#### [AIM OF THE EXERCISE]
Return a copy of each line in the listing that includes the word "with".

#### [AVAILABLE DATA]
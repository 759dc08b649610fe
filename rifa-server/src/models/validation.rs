//! Validation error and buyer-input newtypes

use std::fmt;

use once_cell::sync::Lazy;
use regex::Regex;

/// Maximum length for a buyer name.
const MAX_BUYER_NAME_LEN: usize = 120;

/// Phone pattern: digits with the usual separators, 7-20 chars.
static PHONE_RE: Lazy<Regex> =
    Lazy::new(|| Regex::new(r"^[0-9()+\-\s]{7,20}$").expect("invalid phone regex"));

/// Validation error for request fields
#[derive(Debug, Clone)]
pub enum ValidationError {
    /// Field is empty when it shouldn't be
    Empty { field: &'static str },

    /// Field exceeds maximum length
    TooLong { field: &'static str, max: usize },

    /// String doesn't match required format
    InvalidFormat {
        field: &'static str,
        reason: &'static str,
    },
}

impl fmt::Display for ValidationError {
    fn fmt(&self, f: &mut fmt::Formatter<'_>) -> fmt::Result {
        match self {
            Self::Empty { field } => write!(f, "{} cannot be empty", field),
            Self::TooLong { field, max } => {
                write!(f, "{} exceeds maximum length of {} characters", field, max)
            }
            Self::InvalidFormat { field, reason } => {
                write!(f, "{}: {}", field, reason)
            }
        }
    }
}

impl std::error::Error for ValidationError {}

/// Validated buyer name (trimmed, non-empty, bounded).
#[derive(Debug, Clone, PartialEq, Eq)]
pub struct BuyerName(String);

impl BuyerName {
    pub fn new(s: &str) -> Result<Self, ValidationError> {
        let trimmed = s.trim();

        if trimmed.is_empty() {
            return Err(ValidationError::Empty {
                field: "buyer name",
            });
        }

        if trimmed.len() > MAX_BUYER_NAME_LEN {
            return Err(ValidationError::TooLong {
                field: "buyer name",
                max: MAX_BUYER_NAME_LEN,
            });
        }

        Ok(Self(trimmed.to_owned()))
    }

    pub fn as_str(&self) -> &str {
        &self.0
    }
}

impl AsRef<str> for BuyerName {
    fn as_ref(&self) -> &str {
        &self.0
    }
}

/// Validated buyer phone number.
#[derive(Debug, Clone, PartialEq, Eq)]
pub struct Phone(String);

impl Phone {
    pub fn new(s: &str) -> Result<Self, ValidationError> {
        let trimmed = s.trim();

        if trimmed.is_empty() {
            return Err(ValidationError::Empty { field: "phone" });
        }

        if !PHONE_RE.is_match(trimmed) {
            return Err(ValidationError::InvalidFormat {
                field: "phone",
                reason: "must be 7-20 digits with optional ()+- separators",
            });
        }

        Ok(Self(trimmed.to_owned()))
    }

    pub fn as_str(&self) -> &str {
        &self.0
    }
}

impl AsRef<str> for Phone {
    fn as_ref(&self) -> &str {
        &self.0
    }
}

#[cfg(test)]
mod tests {
    use super::*;

    #[test]
    fn buyer_name_trims_and_accepts() {
        let name = BuyerName::new("  Joe  ").unwrap();
        assert_eq!(name.as_str(), "Joe");
    }

    #[test]
    fn buyer_name_rejects_empty() {
        assert!(matches!(
            BuyerName::new("   "),
            Err(ValidationError::Empty { .. })
        ));
    }

    #[test]
    fn buyer_name_rejects_too_long() {
        let long = "a".repeat(MAX_BUYER_NAME_LEN + 1);
        assert!(matches!(
            BuyerName::new(&long),
            Err(ValidationError::TooLong { .. })
        ));
    }

    #[test]
    fn phone_accepts_common_formats() {
        assert!(Phone::new("555-0100").is_ok());
        assert!(Phone::new("(11) 98765-4321").is_ok());
        assert!(Phone::new("+55 11 98765 4321").is_ok());
    }

    #[test]
    fn phone_rejects_letters_and_short() {
        assert!(Phone::new("call-me").is_err());
        assert!(Phone::new("123").is_err());
        assert!(matches!(
            Phone::new(""),
            Err(ValidationError::Empty { .. })
        ));
    }

    #[test]
    fn error_display() {
        let err = ValidationError::TooLong {
            field: "buyer name",
            max: 120,
        };
        assert_eq!(
            err.to_string(),
            "buyer name exceeds maximum length of 120 characters"
        );
    }
}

#### [REPLY TO THE TASK]
/// Phone pattern: digits with the usual separators, 7-20 chars.
                reason: "must be 7-20 digits with optional ()+- separators",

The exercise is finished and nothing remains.